2666: David Lynch Connection
One reviewer of 2666 has already called it "a love child of David Lynch and Borges."
There is one reference to Lynch which I thought was quite meaningful and revealing. When I read it first I was quite taken aback. Is there really a place like that, I thought. But then I realized it was not any gratuitous reference because Fire Walk with Me is also about the brutal end of a young girl. Moreover I feel Bolano is trying to say something similar about the nature of evil as David Lynch does in Twin Peaks. Bolano's Santa Teresa is somewhat like the "woods" that surround Twin Peaks. Woods as the mysterious source of evil. Evil which is not inside any person but something much more mystical, immanent, something which is, to say, part of the surroundings itself. In Twin Peaks the killer is caught but the mysterious "Bob" remains free and says he will kill again. May be Bolano's Santa Teresa has its own Bob.
Anyway this is the excerpt from the third section of the novel, "The Part About Fate":
The card for the Santa Teresa cybercafe was a deep red, so red that it was hard to read what was printed on it. On the back, in a lighter red, was a map that showed exactly where the cafe was located. He asked the receptionist to translate the name of the place. The clerk laughed and said it was called Fire, Walk With Me.
"It sounds like the title of a David Lynch film," said Fate.

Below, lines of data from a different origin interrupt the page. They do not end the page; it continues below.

//! Nucleotide sequence representation and search primitives.
//!
//! Sequences are stored as uppercase ASCII bytes. Construction normalizes
//! case once so that PAM and exclusion matching never needs case folding,
//! and the reverse complement of an uppercase sequence stays uppercase.
//!
//! ## Examples
//!
//! ```rust
//! use optiguide_core::sequence::Sequence;
//!
//! let region = Sequence::new("acgtACGT");
//! assert_eq!(region.as_bytes(), b"ACGTACGT");
//! assert_eq!(region.reverse_complement().as_bytes(), b"ACGTACGT");
//! assert_eq!(region.find_from(b"GT", 0), Some(2));
//! ```

use std::fmt;

use bio::alphabets::dna;

pub mod io;

pub use io::{
    load_genome_background, load_targets, read_sequence_records, write_reference_genome,
};

/// An immutable DNA sequence held as uppercase bytes.
#[derive(Debug, Clone, Default, PartialEq, Eq)]
pub struct Sequence {
    bytes: Vec<u8>,
}

impl Sequence {
    /// Creates a sequence from raw bytes or a string, uppercasing on the way in.
    #[must_use]
    pub fn new(raw: impl AsRef<[u8]>) -> Self {
        Self {
            bytes: raw.as_ref().to_ascii_uppercase(),
        }
    }

    /// Length in nucleotides
    #[must_use]
    pub fn len(&self) -> usize {
        self.bytes.len()
    }

    /// True for a zero-length sequence
    #[must_use]
    pub fn is_empty(&self) -> bool {
        self.bytes.is_empty()
    }

    /// The underlying uppercase bytes
    #[must_use]
    pub fn as_bytes(&self) -> &[u8] {
        &self.bytes
    }

    /// Reverse complement of the whole sequence.
    ///
    /// IUPAC ambiguity codes are complemented per rust-bio's DNA alphabet;
    /// the result is the strand read 5' to 3' on the opposite side.
    #[must_use]
    pub fn reverse_complement(&self) -> Self {
        Self {
            bytes: dna::revcomp(&self.bytes),
        }
    }

    /// Borrow the window `[start, start + length)`, or `None` when it
    /// extends past either end.
    #[must_use]
    pub fn window(&self, start: usize, length: usize) -> Option<&[u8]> {
        let end = start.checked_add(length)?;
        self.bytes.get(start..end)
    }

    /// Absolute index of the next occurrence of `needle` at or after `from`.
    ///
    /// An empty needle never matches, so callers scanning with a degenerate
    /// pattern terminate with no occurrences instead of matching everywhere.
    #[must_use]
    pub fn find_from(&self, needle: &[u8], from: usize) -> Option<usize> {
        if needle.is_empty() || from > self.bytes.len() {
            return None;
        }
        self.bytes[from..]
            .windows(needle.len())
            .position(|window| window == needle)
            .map(|relative| from + relative)
    }

    /// True when `needle` occurs anywhere in the sequence
    #[must_use]
    pub fn contains(&self, needle: &[u8]) -> bool {
        self.find_from(needle, 0).is_some()
    }

    /// Number of occurrences of `needle`, counting overlaps.
    ///
    /// `GG` occurs twice in `GGG`: matches one base apart are counted
    /// separately, matching how candidate sites are scanned.
    #[must_use]
    pub fn count_occurrences(&self, needle: &[u8]) -> usize {
        let mut count = 0;
        let mut from = 0;
        while let Some(hit) = self.find_from(needle, from) {
            count += 1;
            from = hit + 1;
        }
        count
    }
}

impl fmt::Display for Sequence {
    fn fmt(&self, f: &mut fmt::Formatter<'_>) -> fmt::Result {
        write!(f, "{}", String::from_utf8_lossy(&self.bytes))
    }
}
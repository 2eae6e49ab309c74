//! Off-target scoring seam and the bundled occurrence-counting engine.
//!
//! The catalog hands every candidate to a [`ScoringEngine`] passed in by the
//! caller. The engine bundled here, [`OffTargetCounter`], is deliberately
//! simple: it counts exact occurrences of each guide sequence in the genome
//! background and its reverse complement. It is a site survey, not an
//! efficacy model; callers with a real scoring model implement the trait
//! themselves.

use bio::alphabets::dna;
use bio::bio_types::strand::Strand;

use crate::sequence::Sequence;
use crate::types::{GuideCatalog, GuideError, Offset, TargetMap};

/// One scored candidate row.
#[derive(Debug, Clone, PartialEq)]
pub struct GuideScore {
    /// Name of the target region the guide was found in
    pub region: String,
    /// Strand the guide binds, forward or reverse
    pub strand: Strand,
    /// Candidate offset in forward-strand coordinates
    pub offset: Offset,
    /// The guide sequence, 5' to 3' as synthesized
    pub guide: String,
    /// Exact occurrences of the guide in the background and its reverse complement
    pub off_target_sites: usize,
}

/// Per-candidate score rows in report order: region names sorted
/// lexicographically, forward candidates before reverse within a region,
/// discovery order within each strand.
pub type ScoreReport = Vec<GuideScore>;

/// Scoring capability handed to the pipeline by the caller.
///
/// Implementations are built once per run and invoked once over the whole
/// catalog. The bundled implementation is [`OffTargetCounter`]; tests and
/// downstream tools substitute their own.
pub trait ScoringEngine {
    /// Scores every candidate in the catalog against this engine's model.
    ///
    /// # Errors
    ///
    /// Returns [`GuideError`] when the catalog references a region absent
    /// from `targets`; candidate-level anomalies (an unextractable guide
    /// window) are skipped silently instead.
    fn evaluate(
        &self,
        catalog: &GuideCatalog,
        targets: &TargetMap,
    ) -> Result<ScoreReport, GuideError>;
}

/// Exact-occurrence off-target counter over a genome background.
///
/// Construction precomputes the background's reverse complement so a run
/// over the catalog only does forward searches. Overlapping occurrences are
/// counted separately, matching how candidate sites are scanned.
#[derive(Debug, Clone)]
pub struct OffTargetCounter {
    background: Sequence,
    background_revcomp: Sequence,
    guide_length: usize,
}

impl OffTargetCounter {
    /// Builds the counting model from the genome background.
    #[must_use]
    pub fn build(background: Sequence, guide_length: usize) -> Self {
        let background_revcomp = background.reverse_complement();
        Self {
            background,
            background_revcomp,
            guide_length,
        }
    }

    /// Occurrences of `guide` across the background and its reverse complement
    fn count_sites(&self, guide: &[u8]) -> usize {
        self.background.count_occurrences(guide) + self.background_revcomp.count_occurrences(guide)
    }
}

impl ScoringEngine for OffTargetCounter {
    fn evaluate(
        &self,
        catalog: &GuideCatalog,
        targets: &TargetMap,
    ) -> Result<ScoreReport, GuideError> {
        let mut names: Vec<&String> = catalog.keys().collect();
        names.sort();

        let mut report = Vec::new();
        for name in names {
            let region = targets.get(name).ok_or_else(|| {
                GuideError::ParseError(format!("Catalog region '{name}' missing from targets"))
            })?;
            let candidates = &catalog[name];

            for &offset in &candidates.forward {
                if let Some(guide) = forward_guide(region, offset, self.guide_length) {
                    let off_target_sites = self.count_sites(&guide);
                    report.push(GuideScore {
                        region: name.clone(),
                        strand: Strand::Forward,
                        offset,
                        guide: String::from_utf8_lossy(&guide).into_owned(),
                        off_target_sites,
                    });
                }
            }
            for &offset in &candidates.reverse {
                if let Some(guide) = reverse_guide(region, offset, self.guide_length) {
                    let off_target_sites = self.count_sites(&guide);
                    report.push(GuideScore {
                        region: name.clone(),
                        strand: Strand::Reverse,
                        offset,
                        guide: String::from_utf8_lossy(&guide).into_owned(),
                        off_target_sites,
                    });
                }
            }
        }

        Ok(report)
    }
}

/// Extracts a forward-strand guide: the window starting at `offset`.
///
/// Returns `None` when the window runs past the region end; such candidates
/// are skipped rather than reported.
#[must_use]
pub fn forward_guide(region: &Sequence, offset: Offset, guide_length: usize) -> Option<Vec<u8>> {
    region.window(offset, guide_length).map(<[u8]>::to_vec)
}

/// Extracts a reverse-strand guide at a remapped forward-coordinate offset.
///
/// The guide occupies `[offset - guide_length, offset)` on the forward
/// strand and is synthesized as the reverse complement of that window.
/// Returns `None` when the window would start before the region.
#[must_use]
pub fn reverse_guide(region: &Sequence, offset: Offset, guide_length: usize) -> Option<Vec<u8>> {
    let start = offset.checked_sub(guide_length)?;
    region
        .window(start, guide_length)
        .map(|window| dna::revcomp(window))
}
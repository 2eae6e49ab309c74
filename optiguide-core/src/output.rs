//! Tab-separated score report output.

use std::io::Write;

use crate::scoring::ScoreReport;
use crate::types::GuideError;

/// Column header line written before the report rows
const REPORT_HEADER: &str = "region\tstrand\toffset\tguide\toff_target_sites";

/// Writes the score report as TSV: a header line, then one row per scored
/// candidate in report order.
///
/// # Errors
///
/// Returns [`GuideError::IoError`] if the writer fails.
pub fn write_report<W: Write>(writer: &mut W, report: &ScoreReport) -> Result<(), GuideError> {
    writeln!(writer, "{REPORT_HEADER}")?;
    for row in report {
        writeln!(
            writer,
            "{}\t{}\t{}\t{}\t{}",
            row.region,
            row.strand.strand_symbol(),
            row.offset,
            row.guide,
            row.off_target_sites
        )?;
    }
    writer.flush()?;
    Ok(())
}
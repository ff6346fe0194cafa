use dioxus::prelude::*;

use crate::components::GroupDirectory;
use crate::Route;

/// Application shell: the group directory sidebar next to the routed view.
#[component]
pub fn Layout() -> Element {
    rsx! {
        div { class: "flex w-screen h-screen gap-3 p-3 bg-neutral-100 overflow-hidden",
            GroupDirectory {}
            main { class: "flex-1 h-full overflow-hidden",
                Outlet::<Route> {}
            }
        }
    }
}
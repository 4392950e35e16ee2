pub mod access;
pub mod dto;
pub mod ports;
pub mod services;
pub mod use_cases;
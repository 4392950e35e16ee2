use crate::application::access::Requestor;
use crate::application::ports::app_installation_repository::AppInstallationRepository;
use crate::domain::apps::app_installation::AppInstallation;
use crate::domain::apps::permission::Permission;

#[derive(thiserror::Error, Debug)]
pub enum ListInstallationsError {
    #[error("requestor lacks the manage_apps permission")]
    PermissionDenied,
    #[error(transparent)]
    Persist(#[from] anyhow::Error),
}

pub struct ListAppInstallations<'a, R: AppInstallationRepository + ?Sized> {
    pub installations: &'a R,
}

impl<'a, R: AppInstallationRepository + ?Sized> ListAppInstallations<'a, R> {
    pub async fn execute(
        &self,
        requestor: &Requestor,
    ) -> Result<Vec<AppInstallation>, ListInstallationsError> {
        if !requestor.has_permission(Permission::ManageApps) {
            return Err(ListInstallationsError::PermissionDenied);
        }
        let mut rows = self.installations.list().await?;
        rows.sort_by(|a, b| b.created_at.cmp(&a.created_at).then(b.id.cmp(&a.id)));
        Ok(rows)
    }
}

The clerk shrugged and said that all of Mexico was a collage of diverse and wide-ranging homages.
"Every single thing in this country is an homage to everything in the world, even the things that haven't happened yet," he said.
After he told Fate how to get to the cybercafe, they talked for a while about Lynch's films. The clerk had seen all of them. Fate had only seen three or four. According to the clerk, Lynch's greatest achievement was the TV series Twin Peaks.Fate liked the The Elephant Man best, may be because he'd often felt like the elephant man himself, wanting to be like other people but at the same time knowing he was different. When the clerk asked him whether he'd heard that Michael Jackson had bought or tried to buy the skeleton of the elephant man, Fate shrugged and said that Michael Jackson was sick. I don't think so, said the clerk, watching something presumably important that was happening on TV just then.
"In my opinion," he said with his eyes fixed on the TV fate couldn't see, "Michael knows things the rest of us don't."
6 comments:
It is nice to see you back. Hope the inability to access blog sites from workplace don't keep you away from this space now.
The parallels you draw between 2666 and Lynch are interesting, especially the woods as a source of evil. But while Lynch's evil stays mysterious, Bolano's extends to several pages in gross detail. I think he overdid the section on crimes and should have stopped much sooner. Perhaps the tediousness made the next section stand out much more.
I am still in the middle of that "Crimes" section. I am finding it hard to get through as well. By Mysteriousness I meant the source of crimes or evil. What I felt was that Bolano was undermining this idea that you can catch the killer and then everything will be back to normal... the killings there seemed part of landscape or the way of being in santa teresa itself. Some kind of unending mystical cycle.
"Woods as the mysterious source of evil" - "Antichrist"?
you saw it already? Have heard that it is the worst film of the year or things like that. I am naturally quite curious.
Occasionally, the so-called "worst film of the year" just isn't very good...
It's very disturbing, that's all that can be said for it. On the other hand, of most films, one can say nothing at all.
I liked 2666 but my favorite by Bolano is Antwerp! Wonder if you have read it?